* **What is required**: Say how many lines in the data hold "snapshot". Nothing else belongs in the answer.

==================================================

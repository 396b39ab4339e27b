// Copyright 2020 Graydon Hoare <graydon@pobox.com>
// Licensed under the MIT and Apache-2.0 licenses.

//! Typed messages between coordinators. A [Frame] is the unit handed to
//! the socket layer: an addressed byte buffer holding a sequence of
//! [Piece]s. Each piece is a fixed-width little-endian header
//! `(kind:u16, table:u16, partition:u16, len:u32)` followed by a
//! bincode-encoded payload struct.
//!
//! Requests echo the read- or write-set offset of the access they serve,
//! so the matching response handler can find the waiting [crate::RwKey]
//! slot without any per-request state on the sender.

use crate::Error;
use byteorder::{LittleEndian, ReadBytesExt, WriteBytesExt};
use serde::de::DeserializeOwned;
use serde::{Deserialize, Serialize};
use std::convert::TryFrom;
use std::io::Cursor;

/// Dense message-type tags; handler dispatch indexes a table by this.
#[repr(u16)]
#[derive(Clone, Copy, Debug, PartialEq, Eq)]
pub enum PieceKind {
    SearchRequest = 0,
    SearchResponse = 1,
    LockRequest = 2,
    LockResponse = 3,
    ReadValidationRequest = 4,
    ReadValidationResponse = 5,
    AbortRequest = 6,
    WriteRequest = 7,
    WriteResponse = 8,
    ReplicationRequest = 9,
    ReplicationResponse = 10,
    ReleaseLockRequest = 11,
}

pub const PIECE_KINDS: usize = 12;

impl TryFrom<u16> for PieceKind {
    type Error = Error;

    fn try_from(v: u16) -> Result<Self, Error> {
        use PieceKind::*;
        Ok(match v {
            0 => SearchRequest,
            1 => SearchResponse,
            2 => LockRequest,
            3 => LockResponse,
            4 => ReadValidationRequest,
            5 => ReadValidationResponse,
            6 => AbortRequest,
            7 => WriteRequest,
            8 => WriteResponse,
            9 => ReplicationRequest,
            10 => ReplicationResponse,
            11 => ReleaseLockRequest,
            other => return Err(Error::UnknownPieceKind(other)),
        })
    }
}

#[derive(Clone, Debug, PartialEq, Eq, Serialize, Deserialize)]
pub struct SearchRequest {
    pub key: Vec<u8>,
    pub key_offset: u32,
}

#[derive(Clone, Debug, PartialEq, Eq, Serialize, Deserialize)]
pub struct SearchResponse {
    pub key_offset: u32,
    pub tid: u64,
    pub value: Vec<u8>,
}

#[derive(Clone, Debug, PartialEq, Eq, Serialize, Deserialize)]
pub struct LockRequest {
    pub key: Vec<u8>,
    pub write_offset: u32,
}

#[derive(Clone, Debug, PartialEq, Eq, Serialize, Deserialize)]
pub struct LockResponse {
    pub write_offset: u32,
    pub tid: u64,
    pub success: bool,
}

#[derive(Clone, Debug, PartialEq, Eq, Serialize, Deserialize)]
pub struct ReadValidationRequest {
    pub key: Vec<u8>,
    pub read_offset: u32,
    pub snapshot: u64,
    pub commit_ts: u64,
}

#[derive(Clone, Debug, PartialEq, Eq, Serialize, Deserialize)]
pub struct ReadValidationResponse {
    pub read_offset: u32,
    /// The word observed by the validator on success, so the requester can
    /// refresh its snapshot after a permissible wts advance.
    pub tid: u64,
    pub success: bool,
}

#[derive(Clone, Debug, PartialEq, Eq, Serialize, Deserialize)]
pub struct AbortRequest {
    pub key: Vec<u8>,
}

#[derive(Clone, Debug, PartialEq, Eq, Serialize, Deserialize)]
pub struct WriteRequest {
    pub key: Vec<u8>,
    pub value: Vec<u8>,
}

#[derive(Clone, Debug, PartialEq, Eq, Serialize, Deserialize)]
pub struct WriteResponse;

#[derive(Clone, Debug, PartialEq, Eq, Serialize, Deserialize)]
pub struct ReplicationRequest {
    pub key: Vec<u8>,
    pub value: Vec<u8>,
    pub commit_wts: u64,
}

#[derive(Clone, Debug, PartialEq, Eq, Serialize, Deserialize)]
pub struct ReplicationResponse;

#[derive(Clone, Debug, PartialEq, Eq, Serialize, Deserialize)]
pub struct ReleaseLockRequest {
    pub key: Vec<u8>,
    pub commit_wts: u64,
}

/// One decoded message piece.
#[derive(Clone, Debug)]
pub struct Piece {
    pub kind: PieceKind,
    pub table_id: usize,
    pub partition_id: usize,
    payload: Vec<u8>,
}

impl Piece {
    pub fn decode<P: DeserializeOwned>(&self) -> Result<P, Error> {
        bincode::deserialize(&self.payload).map_err(Error::from)
    }
}

const PIECE_HEADER: usize = 2 + 2 + 2 + 4;

/// An addressed sequence of pieces, owning its byte buffer. Workers keep
/// one open frame per peer, append pieces as the protocol emits them, and
/// hand the frame to the out-queue on flush.
#[derive(Clone, Debug)]
pub struct Frame {
    source: usize,
    dest: usize,
    worker: usize,
    count: usize,
    buf: Vec<u8>,
}

impl Frame {
    pub fn new(source: usize, dest: usize, worker: usize) -> Self {
        Frame {
            source,
            dest,
            worker,
            count: 0,
            buf: Vec::new(),
        }
    }

    pub fn source(&self) -> usize {
        self.source
    }

    pub fn dest(&self) -> usize {
        self.dest
    }

    pub fn worker(&self) -> usize {
        self.worker
    }

    pub fn count(&self) -> usize {
        self.count
    }

    pub fn is_empty(&self) -> bool {
        self.count == 0
    }

    /// Append one piece; returns the number of bytes added, which the
    /// protocol accumulates into the transaction's network footprint.
    pub fn append<P: Serialize>(
        &mut self,
        kind: PieceKind,
        table_id: usize,
        partition_id: usize,
        payload: &P,
    ) -> usize {
        let bytes = bincode::serialize(payload).expect("piece payloads always serialize");
        self.buf
            .write_u16::<LittleEndian>(kind as u16)
            .expect("vec write");
        self.buf
            .write_u16::<LittleEndian>(table_id as u16)
            .expect("vec write");
        self.buf
            .write_u16::<LittleEndian>(partition_id as u16)
            .expect("vec write");
        self.buf
            .write_u32::<LittleEndian>(bytes.len() as u32)
            .expect("vec write");
        self.buf.extend_from_slice(&bytes);
        self.count += 1;
        PIECE_HEADER + bytes.len()
    }

    /// Decode the pieces in order. The buffer came from this process or
    /// from the (trusted, reliable) socket layer, so a malformed buffer is
    /// a fault reported as [Error], not a recoverable condition.
    pub fn pieces(&self) -> Result<Vec<Piece>, Error> {
        let mut cur = Cursor::new(&self.buf[..]);
        let mut out = Vec::with_capacity(self.count);
        for _ in 0..self.count {
            let kind = PieceKind::try_from(cur.read_u16::<LittleEndian>()?)?;
            let table_id = cur.read_u16::<LittleEndian>()? as usize;
            let partition_id = cur.read_u16::<LittleEndian>()? as usize;
            let len = cur.read_u32::<LittleEndian>()? as usize;
            let start = cur.position() as usize;
            let end = start + len;
            if end > self.buf.len() {
                return Err(Error::TruncatedFrame);
            }
            out.push(Piece {
                kind,
                table_id,
                partition_id,
                payload: self.buf[start..end].to_vec(),
            });
            cur.set_position(end as u64);
        }
        Ok(out)
    }

    /// Serialize the whole frame for the socket layer:
    /// `(source:u16, dest:u16, worker:u16, count:u16)` then the piece
    /// buffer.
    pub fn to_bytes(&self) -> Vec<u8> {
        let mut out = Vec::with_capacity(8 + self.buf.len());
        out.write_u16::<LittleEndian>(self.source as u16)
            .expect("vec write");
        out.write_u16::<LittleEndian>(self.dest as u16)
            .expect("vec write");
        out.write_u16::<LittleEndian>(self.worker as u16)
            .expect("vec write");
        out.write_u16::<LittleEndian>(self.count as u16)
            .expect("vec write");
        out.extend_from_slice(&self.buf);
        out
    }

    pub fn from_bytes(bytes: &[u8]) -> Result<Self, Error> {
        let mut cur = Cursor::new(bytes);
        let source = cur.read_u16::<LittleEndian>()? as usize;
        let dest = cur.read_u16::<LittleEndian>()? as usize;
        let worker = cur.read_u16::<LittleEndian>()? as usize;
        let count = cur.read_u16::<LittleEndian>()? as usize;
        Ok(Frame {
            source,
            dest,
            worker,
            count,
            buf: bytes[8..].to_vec(),
        })
    }
}

#[cfg(test)]
mod tests {
    use super::*;

    #[test]
    fn piece_kind_tags_are_dense() {
        for tag in 0..PIECE_KINDS as u16 {
            let kind = PieceKind::try_from(tag).expect("dense");
            assert_eq!(kind as u16, tag);
        }
        assert!(PieceKind::try_from(PIECE_KINDS as u16).is_err());
    }

    #[test]
    fn append_then_decode_is_identity() {
        let mut f = Frame::new(0, 1, 3);
        let lock = LockRequest {
            key: vec![1, 2, 3],
            write_offset: 7,
        };
        let val = ReadValidationRequest {
            key: vec![4],
            read_offset: 2,
            snapshot: 0xabcd,
            commit_ts: 99,
        };
        let repl = ReplicationRequest {
            key: vec![5, 6],
            value: vec![7; 16],
            commit_wts: 12,
        };
        f.append(PieceKind::LockRequest, 0, 4, &lock);
        f.append(PieceKind::ReadValidationRequest, 1, 5, &val);
        f.append(PieceKind::ReplicationRequest, 2, 6, &repl);
        assert_eq!(f.count(), 3);

        let pieces = f.pieces().expect("decodes");
        assert_eq!(pieces.len(), 3);
        assert_eq!(pieces[0].kind, PieceKind::LockRequest);
        assert_eq!(pieces[0].table_id, 0);
        assert_eq!(pieces[0].partition_id, 4);
        assert_eq!(pieces[0].decode::<LockRequest>().expect("payload"), lock);
        assert_eq!(
            pieces[1].decode::<ReadValidationRequest>().expect("payload"),
            val
        );
        assert_eq!(
            pieces[2].decode::<ReplicationRequest>().expect("payload"),
            repl
        );
    }

    #[test]
    fn frame_bytes_round_trip() {
        let mut f = Frame::new(2, 0, 1);
        f.append(
            PieceKind::SearchRequest,
            0,
            3,
            &SearchRequest {
                key: vec![9],
                key_offset: 0,
            },
        );
        let copy = Frame::from_bytes(&f.to_bytes()).expect("decodes");
        assert_eq!(copy.source(), 2);
        assert_eq!(copy.dest(), 0);
        assert_eq!(copy.worker(), 1);
        assert_eq!(copy.count(), 1);
        let pieces = copy.pieces().expect("decodes");
        assert_eq!(
            pieces[0].decode::<SearchRequest>().expect("payload").key,
            vec![9]
        );
    }

    #[test]
    fn truncated_frame_is_an_error() {
        let mut f = Frame::new(0, 1, 0);
        f.append(
            PieceKind::AbortRequest,
            0,
            0,
            &AbortRequest { key: vec![1, 2] },
        );
        let mut bytes = f.to_bytes();
        bytes.truncate(bytes.len() - 1);
        let broken = Frame::from_bytes(&bytes).expect("header decodes");
        assert!(broken.pieces().is_err());
    }
}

==================================================

* **Answer to the problem**: 3